AI coding agents can tend to isolate research, running experiments and generating ideas that are then forgotten when context windows reset. This can waste tokens, as models then repeat the same mistakes and hit the same dead ends.
But new research argues that it’s not the model itself, but the overarching ‘tree,’ that needs tweaking. To that end, data scientists from the Gaoling School of Artificial Intelligence, Renmin University of China, and Microsoft Research have introduced Arbor, a “persistent hypothesis tree” that helps agents remember and refine learnings over long research sessions.
A long-lived coordinator manages research strategy across the tree, while short-lived executors spin up isolated worktrees to test different hypotheses. As results come back, the tree updates, narrowing and refining throughout experimentation.
In practical tests, this technique delivered more than two-fold performance gains over standard AI coding agents across real-world engineering tasks, for the same budget.

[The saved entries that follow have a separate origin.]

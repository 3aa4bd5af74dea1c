use serde::{Deserialize, Serialize};
use std::collections::HashMap;

use super::MetadataError;

/// Data processing history for audit trail
#[derive(Debug, Clone, Default, PartialEq, Serialize, Deserialize)]
pub struct ProcessingHistory {
    /// List of processing steps applied
    pub steps: Vec<ProcessingStep>,
}

/// A single data processing step in the processing history
#[derive(Debug, Clone, PartialEq, Serialize, Deserialize)]
pub struct ProcessingStep {
    /// Step order (1-indexed)
    pub order: i32,

    /// Software name
    pub software: String,

    /// Software version
    pub version: Option<String>,

    /// Processing type (e.g., "feature detection", "blank removal")
    pub processing_type: String,

    /// Timestamp when processing was performed
    pub timestamp: Option<String>,

    /// Processing parameters
    pub parameters: HashMap<String, String>,
}

impl ProcessingHistory {
    /// Create a new empty processing history
    pub fn new() -> Self {
        Self::default()
    }

    /// Add a processing step to the history
    pub fn add_step(&mut self, step: ProcessingStep) {
        self.steps.push(step);
    }

    /// Append a step performed now by this crate, numbered after the last step
    pub fn record(&mut self, processing_type: &str, parameters: HashMap<String, String>) {
        let order = self.steps.iter().map(|s| s.order).max().unwrap_or(0) + 1;
        self.add_step(ProcessingStep {
            order,
            software: env!("CARGO_PKG_NAME").to_string(),
            version: Some(env!("CARGO_PKG_VERSION").to_string()),
            processing_type: processing_type.to_string(),
            timestamp: Some(chrono::Utc::now().to_rfc3339()),
            parameters,
        });
    }

    /// Most recent step of the given type, if any
    pub fn last_of_type(&self, processing_type: &str) -> Option<&ProcessingStep> {
        self.steps
            .iter()
            .rev()
            .find(|s| s.processing_type == processing_type)
    }

    /// Serialize to JSON for Parquet footer storage
    pub fn to_json(&self) -> Result<String, MetadataError> {
        Ok(serde_json::to_string(self)?)
    }

    /// Deserialize from JSON
    pub fn from_json(json: &str) -> Result<Self, MetadataError> {
        Ok(serde_json::from_str(json)?)
    }
}
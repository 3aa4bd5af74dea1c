use anyhow::{Context, Result};
use log::info;
use std::path::PathBuf;

use mzblank::export::{write_feature_matrix_file, write_sample_template_file};
use mzblank::grouping::{FeatureGrouper, NearestNeighborGrouper};
use mzblank::store::FeatureStore;

use super::config::Config;
use super::LinkingArgs;

/// Feature matrix file name
const FEATURE_MATRIX_FILE: &str = "FeatureMatrix.tsv";

/// Sample metadata template file name
const SAMPLE_TEMPLATE_FILE: &str = "MetaData.tsv";

/// Link all feature maps in `dir` and export the feature matrix
pub fn run(
    dir: PathBuf,
    output: Option<PathBuf>,
    config: Option<PathBuf>,
    linking: LinkingArgs,
) -> Result<()> {
    let config = Config::load(config.as_deref())?;
    let grouper = NearestNeighborGrouper::new(config.grouping_config(&linking));

    let store = FeatureStore::open(&dir)
        .with_context(|| format!("Failed to open feature directory: {}", dir.display()))?;
    let maps: Vec<_> = store
        .load_all()
        .context("Failed to load feature maps")?
        .into_iter()
        .map(|stored| stored.map)
        .collect();
    info!("Linking {} feature maps", maps.len());

    let consensus = grouper.group(&maps).context("Feature linking failed")?;

    let output = output.unwrap_or(dir);
    std::fs::create_dir_all(&output)
        .with_context(|| format!("Failed to create output directory: {}", output.display()))?;

    let matrix_path = output.join(FEATURE_MATRIX_FILE);
    write_feature_matrix_file(&consensus, &matrix_path)
        .with_context(|| format!("Failed to write {}", matrix_path.display()))?;

    let template_path = output.join(SAMPLE_TEMPLATE_FILE);
    if template_path.exists() {
        info!("Keeping existing {}", template_path.display());
    } else {
        write_sample_template_file(&consensus, &template_path)
            .with_context(|| format!("Failed to write {}", template_path.display()))?;
    }

    println!(
        "Linked {} feature maps into {} consensus features",
        consensus.column_headers.len(),
        consensus.len()
    );
    println!("Feature matrix: {}", matrix_path.display());
    println!("Sample template: {}", template_path.display());

    Ok(())
}
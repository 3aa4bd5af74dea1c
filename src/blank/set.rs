use std::collections::HashSet;

use crate::feature::{raw_file_stem, FeatureMap};
use crate::metadata::SampleSheet;

/// File identifiers designated as blanks.
///
/// Identifiers are compared by raw-file stem, so `blank1`, `blank1.mzML` and
/// `/data/blank1.mzML` all name the same file.
#[derive(Debug, Clone, Default, PartialEq, Eq)]
pub struct BlankSet {
    stems: HashSet<String>,
}

impl BlankSet {
    /// Build from any list of file identifiers
    pub fn new<I, S>(identifiers: I) -> Self
    where
        I: IntoIterator<Item = S>,
        S: AsRef<str>,
    {
        identifiers.into_iter().collect()
    }

    /// Blanks listed in a sample sheet
    pub fn from_sample_sheet(sheet: &SampleSheet) -> Self {
        Self::new(sheet.blanks())
    }

    /// Whether the file identified by `name` is a blank
    pub fn contains(&self, name: &str) -> bool {
        self.stems.contains(raw_file_stem(name))
    }

    /// Add another identifier
    pub fn insert(&mut self, name: &str) {
        self.stems.insert(raw_file_stem(name).to_string());
    }

    /// Number of distinct blanks
    pub fn len(&self) -> usize {
        self.stems.len()
    }

    /// True when no blanks are designated
    pub fn is_empty(&self) -> bool {
        self.stems.is_empty()
    }

    /// Blank stems, sorted, that name none of `maps`
    pub fn unmatched(&self, maps: &[FeatureMap]) -> Vec<&str> {
        self.stems()
            .into_iter()
            .filter(|stem| !maps.iter().any(|m| m.stem() == *stem))
            .collect()
    }

    /// Blank stems in sorted order
    pub fn stems(&self) -> Vec<&str> {
        let mut stems: Vec<&str> = self.stems.iter().map(String::as_str).collect();
        stems.sort_unstable();
        stems
    }
}

impl<S: AsRef<str>> FromIterator<S> for BlankSet {
    fn from_iter<I: IntoIterator<Item = S>>(iter: I) -> Self {
        let mut set = BlankSet::default();
        for name in iter {
            set.insert(name.as_ref());
        }
        set
    }
}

This is because, said Mahmoud Ramin, a research director at Info-Tech Research Group, “Arbor accumulates information over time and allows agents to build upon prior discoveries just as humans do, through learning, adaptation, and eventually building upon what they have learned in the past.”
Arbor’s builders argued that longer execution on its own does not guarantee research progress. The challenge is maintaining a state that turns many individual attempts into “cumulative hypothesis refinement.”

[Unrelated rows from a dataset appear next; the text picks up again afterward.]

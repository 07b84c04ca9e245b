pub mod admin;
pub mod categories;
pub mod communities;
pub mod courses;
pub mod error;
pub mod handlers;
pub mod middleware;
pub mod reports;
pub mod routes;
pub mod session;
pub mod withdrawals;

pub use routes::create_router;
//! Similarity between a query and one text field.

use strsim::normalized_levenshtein;

/// Similarity in `[0, 1]` of a lowercased `query` to a lowercased `field`.
///
/// A substring hit scores 1.0. Otherwise the best normalized edit
/// similarity against the field's words and against every field window
/// of the query's length wins. Multi-word queries also get the average of
/// their per-word scores, so word order does not matter.
pub fn field_similarity(query: &str, field: &str) -> f64 {
    if query.is_empty() || field.is_empty() {
        return 0.0;
    }

    let whole = term_similarity(query, field);
    let terms: Vec<&str> = query.split_whitespace().collect();
    if terms.len() < 2 {
        return whole;
    }

    let per_term =
        terms.iter().map(|t| term_similarity(t, field)).sum::<f64>() / terms.len() as f64;
    whole.max(per_term)
}

fn term_similarity(term: &str, field: &str) -> f64 {
    if field.contains(term) {
        return 1.0;
    }

    let words = field
        .split(|c: char| !c.is_alphanumeric())
        .filter(|w| !w.is_empty())
        .map(|w| normalized_levenshtein(term, w));

    let chars: Vec<char> = field.chars().collect();
    let width = term.chars().count();
    let windows: Vec<f64> = if width > 0 && width <= chars.len() {
        chars
            .windows(width)
            .map(|w| normalized_levenshtein(term, &w.iter().collect::<String>()))
            .collect()
    } else {
        Vec::new()
    };

    words.chain(windows).fold(0.0, f64::max)
}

Further, progress should not depend on human overseers regularly stepping in to dictate logical next steps or interpret the meaning of previous trials, they noted. To be truly autonomous, agentic research frameworks must maintain connections between experiments, data, results, and failures over time.
Arbor is built to fulfill three system requirements. First, it must be able to branch as sub-trees test out competing hypotheses that are all potentially plausible. At the same time, unrestricted branching can degenerate the whole framework, so that must be controlled to remain organized. The researchers call this “branching with coherence.”

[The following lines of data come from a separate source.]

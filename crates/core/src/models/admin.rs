use chrono::{DateTime, Utc};
use serde::{Deserialize, Serialize};

#[derive(Debug, Clone, Copy, PartialEq, Eq, Serialize, Deserialize, Default)]
#[serde(rename_all = "lowercase")]
pub enum WithdrawalStatus {
    #[default]
    Pending,
    Approved,
    Rejected,
    Paid,
}

/// Creator payout request.
#[derive(Debug, Clone, PartialEq, Serialize, Deserialize)]
#[serde(rename_all = "camelCase")]
pub struct Withdrawal {
    #[serde(alias = "_id")]
    pub id: String,
    pub amount: f64,
    #[serde(default)]
    pub status: WithdrawalStatus,
    /// Payout destination (account email).
    pub email: String,
    #[serde(default, skip_serializing_if = "Option::is_none")]
    pub user: Option<String>,
    #[serde(default, skip_serializing_if = "Option::is_none")]
    pub created_at: Option<DateTime<Utc>>,
}

#[derive(Debug, Clone, PartialEq, Serialize, Deserialize)]
pub struct NewWithdrawal {
    pub amount: f64,
    pub email: String,
}

#[derive(Debug, Clone, PartialEq, Serialize, Deserialize)]
pub struct WithdrawalUpdate {
    pub status: WithdrawalStatus,
}

/// Creator dashboard numbers.
#[derive(Debug, Clone, Default, PartialEq, Serialize, Deserialize)]
#[serde(rename_all = "camelCase", default)]
pub struct UserAnalytics {
    pub total_communities: u64,
    pub total_members: u64,
    pub total_revenue: f64,
    pub pending_withdrawals: u64,
}

/// Admin dashboard numbers.
#[derive(Debug, Clone, Default, PartialEq, Serialize, Deserialize)]
#[serde(rename_all = "camelCase", default)]
pub struct AdminAnalytics {
    pub total_users: u64,
    pub total_communities: u64,
    pub total_courses: u64,
    pub total_revenue: f64,
    pub pending_withdrawals: u64,
}

/// Client error captured by the API and shown on the admin dashboard.
#[derive(Debug, Clone, PartialEq, Serialize, Deserialize)]
#[serde(rename_all = "camelCase")]
pub struct ErrorLog {
    #[serde(alias = "_id")]
    pub id: String,
    pub message: String,
    #[serde(default, skip_serializing_if = "Option::is_none")]
    pub path: Option<String>,
    #[serde(default, skip_serializing_if = "Option::is_none")]
    pub details: Option<String>,
    #[serde(default, skip_serializing_if = "Option::is_none")]
    pub created_at: Option<DateTime<Utc>>,
}

/// Report sent from the recovery screen after a render-time failure.
#[derive(Debug, Clone, PartialEq, Serialize, Deserialize)]
#[serde(rename_all = "camelCase")]
pub struct ErrorReport {
    pub message: String,
    #[serde(default, skip_serializing_if = "Option::is_none")]
    pub path: Option<String>,
    /// Optional free text typed by the user.
    #[serde(default, skip_serializing_if = "Option::is_none")]
    pub details: Option<String>,
}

Second, the infrastructure must separate local execution from overarching strategy. Testing out single hypotheses requires short-horizon tasks like editing, debugging, and evaluation. But these should not “obscure” the larger tree making decisions based on evidence gathered across the whole run.
Finally, the systems must be able to distinguish exploratory improvement from verified improvement. This prevents AI from overfitting during trial-and-error instead of iteratively learning from underlying patterns.
Persistence is at the core; the tree links hypotheses and ideas, the code or configuration artifacts used to test them, experimental evidence (results, metrics), and distilled insights (such as “this data filter helped, but this learning rate scheduler didn’t”).
Once a project kicks off, shorter-execution work trees run code, log their work, and collect metrics. The long-lived coordinator above them serves as the de-facto head of research, keeping an eye on the process, updating nodes, selecting “promising leaves,” pruning or merging branches, propagating reusable lessons, and deciding which hypotheses to pursue next.
“The tree therefore acts as the operational research state of the system,” Arbor’s builders wrote. “It is simultaneously the search frontier, the memory of past attempts, and the audit trail for verified artifact improvement.”
To test how well this process works, the researchers evaluated Arbor in an autonomous optimization (AO) setting: the agent was given an initial research artifact (a data pipeline, harness, or training script) and was tasked with improving its “held-out performance” through iterative experimentation, without human steering. Held-out performance is a machine learning (ML) metric that evaluates how well models are able to generalize on data they haven’t seen before.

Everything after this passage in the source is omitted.